As for the Egyptian Income Tax Act, it did not take care of the field of vice, but refer to it only in very few places as in the case of filing recognition either from the taxpayer, his representative, liquidator of the legacy or heirs and this exists in the text of Article (83) thereof. However, the Income Tax Act of Jordan was more structured on vice than the Income Tax Act of Egypt. As it stated for the cases of vice clearly in the field of judicial appeal as the taxpayer cannot do the right to appeal but only through his legally representative represented by the Attorney, nor did he describe the vice side in the field of tax return as he allow the mandate in the field of administrative appeal. The Income Tax Act of Jordan shows us applications of vice by denying recipe of vice from them and make everyone who do tax obligation for others is just a taxpayer doing a judicial obligation not by the vice. By this situation the Jordanian income tax law does not amount to what the Iraqi legislature has reached in the income tax structuring of the vice.

Elimination of the position of the International Criminal Judiciary Of the death penalty

Abdullah A. Abbo

Journal of college of Law for Legal and Political Sciences, 2014, Volume 3, Issue 9, Pages 242-288

The establishment of the International Criminal Judiciary is one of the outstanding features witnessed by the international community after long and repeated attempts in order to reach international judicial mechanisms ensure prosecuting those responsible for horrible international crimes and that violate the common values of the international community of human rights and fundamental freedoms which threaten ultimately international peace and security.
The international community has witnessed through the different stages of the evolution of international criminal law in general and international criminal judiciary particularly different types of international criminal tribunals, starting from Nuremberg and Tokyo Tribunals after World War II between the years 1945-1946, then Yugoslavia and Rwanda Tribunals between the years 1993 - 1994, then the Permanent International Criminal Tribunal in 1998.
It is noticeable by looking at the basic laws and regulations regarding the establishment of such tribunals that there is variation in the position of the death penalty, the law on the formation the Nuremberg and Tokyo Tribunals acknowledged the possibility of imposing the death penalty on defendants present before it and this is what has happened already in some of the provisions of the Nuremberg Tribunal. But the statutes of Yugoslavia and Rwanda Tribunals did not provide for the death penalty, and this is also the position of the Permanent International Criminal Tribunal, which its statute came free from the death penalty. But it seems through a precise analysis of the statutes of Yugoslavia and Rwanda Tribunals and the International Criminal Tribunal that there is room in some cases to apply the death penalty by the national criminal judiciary in the context of concurrent jurisdiction between Yugoslavia and Rwanda Tribunals with the national judiciary and the principle of integrative specialty between the permanent International Criminal Tribunal and national criminal judiciary.
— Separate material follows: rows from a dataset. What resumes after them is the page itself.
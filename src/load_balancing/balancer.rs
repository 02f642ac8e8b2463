//! # Load Balancer Module
//!
//! Picks one endpoint from a registry snapshot per dispatch attempt. Policy
//! is pluggable behind the `LoadBalancer` trait; round-robin is the default.
//!
//! Selection never assumes snapshot identity is stable across calls: every
//! call re-derives its choice from the endpoint slice it is handed, and the
//! round-robin cursor is clamped modulo the current slice length so a
//! shrinking snapshot can never index out of range.

use async_trait::async_trait;
use dashmap::DashMap;
use rand::Rng;
use serde::{Deserialize, Serialize};
use std::collections::HashMap;
use std::sync::atomic::{AtomicU64, AtomicUsize, Ordering};
use std::sync::Arc;
use tracing::debug;

use crate::core::types::Endpoint;

/// Selection policy, chosen per gateway configuration
#[derive(Debug, Clone, Copy, PartialEq, Eq, Serialize, Deserialize, Default)]
#[serde(rename_all = "snake_case")]
pub enum LoadBalancingPolicy {
    #[default]
    RoundRobin,
    Random,
}

/// Core trait for load balancing algorithms
///
/// `avoid` carries the authority of the endpoint a previous attempt of the
/// same request failed against; implementations steer around it whenever an
/// alternative exists.
#[async_trait]
pub trait LoadBalancer: Send + Sync {
    /// Select an index into `endpoints`, or `None` when the slice is empty
    async fn select(
        &self,
        service: &str,
        endpoints: &[Endpoint],
        avoid: Option<&str>,
    ) -> Option<usize>;

    /// Algorithm name for metrics and logging
    fn algorithm_name(&self) -> &'static str;

    /// Per-endpoint selection counts for introspection
    fn stats(&self) -> LoadBalancerStats;
}

/// Selection statistics for monitoring
#[derive(Debug, Clone, Serialize)]
pub struct LoadBalancerStats {
    pub algorithm: String,
    pub total_selections: u64,
    pub failed_selections: u64,
    pub per_endpoint: HashMap<String, EndpointStats>,
}

/// Per-endpoint statistics
#[derive(Debug, Clone, Serialize)]
pub struct EndpointStats {
    pub selections: u64,
    pub last_selected: Option<chrono::DateTime<chrono::Utc>>,
}

/// Round-robin balancer with one monotonic cursor per service
pub struct RoundRobinBalancer {
    cursors: DashMap<String, AtomicUsize>,
    stats: DashMap<String, EndpointStats>,
    total_selections: AtomicU64,
    failed_selections: AtomicU64,
}

impl RoundRobinBalancer {
    pub fn new() -> Self {
        Self {
            cursors: DashMap::new(),
            stats: DashMap::new(),
            total_selections: AtomicU64::new(0),
            failed_selections: AtomicU64::new(0),
        }
    }

    fn record_selection(&self, endpoint: &Endpoint) {
        self.total_selections.fetch_add(1, Ordering::Relaxed);
        let mut entry = self
            .stats
            .entry(endpoint.authority())
            .or_insert_with(|| EndpointStats {
                selections: 0,
                last_selected: None,
            });
        entry.selections += 1;
        entry.last_selected = Some(chrono::Utc::now());
    }
}

impl Default for RoundRobinBalancer {
    fn default() -> Self {
        Self::new()
    }
}

#[async_trait]
impl LoadBalancer for RoundRobinBalancer {
    async fn select(
        &self,
        service: &str,
        endpoints: &[Endpoint],
        avoid: Option<&str>,
    ) -> Option<usize> {
        if endpoints.is_empty() {
            self.failed_selections.fetch_add(1, Ordering::Relaxed);
            metrics::counter!("gateway_lb_failed_selections").increment(1);
            return None;
        }

        let cursor = self
            .cursors
            .entry(service.to_string())
            .or_insert_with(|| AtomicUsize::new(0));
        // The cursor grows monotonically; the modulo clamps it to whatever
        // size the snapshot has right now.
        let mut index = cursor.fetch_add(1, Ordering::Relaxed) % endpoints.len();

        if endpoints.len() > 1 {
            if let Some(avoid) = avoid {
                if endpoints[index].authority() == avoid {
                    index = (index + 1) % endpoints.len();
                }
            }
        }

        self.record_selection(&endpoints[index]);
        metrics::counter!("gateway_lb_selections", "algorithm" => "round_robin").increment(1);
        debug!(
            service,
            endpoint = %endpoints[index],
            algorithm = "round_robin",
            "endpoint selected"
        );
        Some(index)
    }

    fn algorithm_name(&self) -> &'static str {
        "round_robin"
    }

    fn stats(&self) -> LoadBalancerStats {
        LoadBalancerStats {
            algorithm: self.algorithm_name().to_string(),
            total_selections: self.total_selections.load(Ordering::Relaxed),
            failed_selections: self.failed_selections.load(Ordering::Relaxed),
            per_endpoint: self
                .stats
                .iter()
                .map(|e| (e.key().clone(), e.value().clone()))
                .collect(),
        }
    }
}

/// Uniform random balancer
pub struct RandomBalancer {
    stats: DashMap<String, EndpointStats>,
    total_selections: AtomicU64,
    failed_selections: AtomicU64,
}

impl RandomBalancer {
    pub fn new() -> Self {
        Self {
            stats: DashMap::new(),
            total_selections: AtomicU64::new(0),
            failed_selections: AtomicU64::new(0),
        }
    }
}

impl Default for RandomBalancer {
    fn default() -> Self {
        Self::new()
    }
}

#[async_trait]
impl LoadBalancer for RandomBalancer {
    async fn select(
        &self,
        _service: &str,
        endpoints: &[Endpoint],
        avoid: Option<&str>,
    ) -> Option<usize> {
        if endpoints.is_empty() {
            self.failed_selections.fetch_add(1, Ordering::Relaxed);
            metrics::counter!("gateway_lb_failed_selections").increment(1);
            return None;
        }

        let mut index = rand::thread_rng().gen_range(0..endpoints.len());
        if endpoints.len() > 1 {
            if let Some(avoid) = avoid {
                if endpoints[index].authority() == avoid {
                    index = (index + 1) % endpoints.len();
                }
            }
        }

        self.total_selections.fetch_add(1, Ordering::Relaxed);
        let mut entry = self
            .stats
            .entry(endpoints[index].authority())
            .or_insert_with(|| EndpointStats {
                selections: 0,
                last_selected: None,
            });
        entry.selections += 1;
        entry.last_selected = Some(chrono::Utc::now());
        drop(entry);

        metrics::counter!("gateway_lb_selections", "algorithm" => "random").increment(1);
        Some(index)
    }

    fn algorithm_name(&self) -> &'static str {
        "random"
    }

    fn stats(&self) -> LoadBalancerStats {
        LoadBalancerStats {
            algorithm: self.algorithm_name().to_string(),
            total_selections: self.total_selections.load(Ordering::Relaxed),
            failed_selections: self.failed_selections.load(Ordering::Relaxed),
            per_endpoint: self
                .stats
                .iter()
                .map(|e| (e.key().clone(), e.value().clone()))
                .collect(),
        }
    }
}

/// Build a balancer for the configured policy
pub fn balancer_for(policy: LoadBalancingPolicy) -> Arc<dyn LoadBalancer> {
    match policy {
        LoadBalancingPolicy::RoundRobin => Arc::new(RoundRobinBalancer::new()),
        LoadBalancingPolicy::Random => Arc::new(RandomBalancer::new()),
    }
}

#[cfg(test)]
mod tests {
    use super::*;

    fn endpoints(n: usize) -> Vec<Endpoint> {
        (0..n).map(|i| Endpoint::new(format!("10.0.0.{i}"), 8080)).collect()
    }

    #[tokio::test]
    async fn test_round_robin_rotates_in_order() {
        let balancer = RoundRobinBalancer::new();
        let pool = endpoints(3);

        let picks: Vec<usize> = {
            let mut v = Vec::new();
            for _ in 0..6 {
                v.push(balancer.select("svc", &pool, None).await.unwrap());
            }
            v
        };
        assert_eq!(picks, vec![0, 1, 2, 0, 1, 2]);
    }

    #[tokio::test]
    async fn test_round_robin_empty_pool() {
        let balancer = RoundRobinBalancer::new();
        assert!(balancer.select("svc", &[], None).await.is_none());
        assert_eq!(balancer.stats().failed_selections, 1);
    }

    #[tokio::test]
    async fn test_cursor_clamped_when_snapshot_shrinks() {
        let balancer = RoundRobinBalancer::new();
        let big = endpoints(4);
        for _ in 0..3 {
            balancer.select("svc", &big, None).await.unwrap();
        }

        // The cursor sits at 3; a two-endpoint snapshot must still be indexed
        // safely.
        let small = endpoints(2);
        let index = balancer.select("svc", &small, None).await.unwrap();
        assert!(index < small.len());
    }

    #[tokio::test]
    async fn test_avoid_skips_failed_endpoint() {
        let balancer = RoundRobinBalancer::new();
        let pool = endpoints(2);

        let first = balancer.select("svc", &pool, None).await.unwrap();
        let avoid = pool[first].authority();
        for _ in 0..4 {
            let next = balancer.select("svc", &pool, Some(&avoid)).await.unwrap();
            assert_ne!(pool[next].authority(), avoid);
        }
    }

    #[tokio::test]
    async fn test_avoid_ignored_when_single_endpoint() {
        let balancer = RoundRobinBalancer::new();
        let pool = endpoints(1);
        let avoid = pool[0].authority();

        // With no alternative, the same endpoint is allowed again.
        let index = balancer.select("svc", &pool, Some(&avoid)).await.unwrap();
        assert_eq!(index, 0);
    }

    #[tokio::test]
    async fn test_even_distribution_across_two_endpoints() {
        let balancer = RoundRobinBalancer::new();
        let pool = endpoints(2);

        let mut counts = [0usize; 2];
        for _ in 0..100 {
            counts[balancer.select("svc", &pool, None).await.unwrap()] += 1;
        }
        assert_eq!(counts[0], 50);
        assert_eq!(counts[1], 50);
    }

    #[tokio::test]
    async fn test_random_balancer_stays_in_range() {
        let balancer = RandomBalancer::new();
        let pool = endpoints(3);
        for _ in 0..50 {
            let index = balancer.select("svc", &pool, None).await.unwrap();
            assert!(index < pool.len());
        }
    }

    #[test]
    fn test_per_service_cursors_are_independent() {
        let balancer = RoundRobinBalancer::new();
        let pool = endpoints(3);

        tokio_test::block_on(async {
            assert_eq!(balancer.select("a", &pool, None).await.unwrap(), 0);
            assert_eq!(balancer.select("a", &pool, None).await.unwrap(), 1);
            // A different service starts from its own cursor.
            assert_eq!(balancer.select("b", &pool, None).await.unwrap(), 0);
        });
    }
}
Jerusalem in settlement projects: assumptions peaceful solution

Qahtan A. Ahmed

Journal of college of Law for Legal and Political Sciences, 2014, Volume 3, Issue 9, Pages 289-359

Since the emergence of Arab - Israeli conflict in the forties of the last century, and the issue of Jerusalem occupies the center of attention , the fact that the matter before that it was not place of conflict, Jerusalem is accepted was a land Arab - Islamic under British occupation , and accepted under the sovereignty of the Ottoman Empire, then appeared maps internationalism , which calls for the division of the land of Palestine between the two entities , one Jewish Israeli and the other Palestinian Arabic , Jerusalem, considered an area under international trusteeship , because they include a home run areas and religious symbols are important in the lives of the three great monotheistic religions ( Muslim , Christian and Jewish ). After the founding entity of the Hebrew, quickly seized control of Israel on the land of Jerusalem, and annexed it as the capital of the State of Israel , at a time which calls for the Palestinians to be the capital of their state, and in front of this intersection accelerated Israel's change of pace demographic Jerusalem through settlement, until it became possible declaration of a Palestinian state alone where difficult, some say impossible .
As long as the Palestinians and later the Arabs and Islamists consider Jerusalem mosque Aqsa is the focus of the sacred can not be neutral about, and the same is considered by Jews for Jerusalem and the Wailing Wall , who believe in him and in the establishment of the Temple of Solomon , after the return of the Jews to the Promised Land reason for the emergence of Christ. Here we will be in front of the reluctance of historical , religious, geographical and political , can not be resolved to spend Israel on the Palestinians , and the Palestinians obtaining the eastern parts of Jerusalem away from the most important holy places namely the Al - Aqsa Mosque .
In this paper, we will focus on what can be put on a proposed compromise solutions to the issue of Jerusalem, being one of the issues that have not been resolved between the Palestinian and Israeli sides .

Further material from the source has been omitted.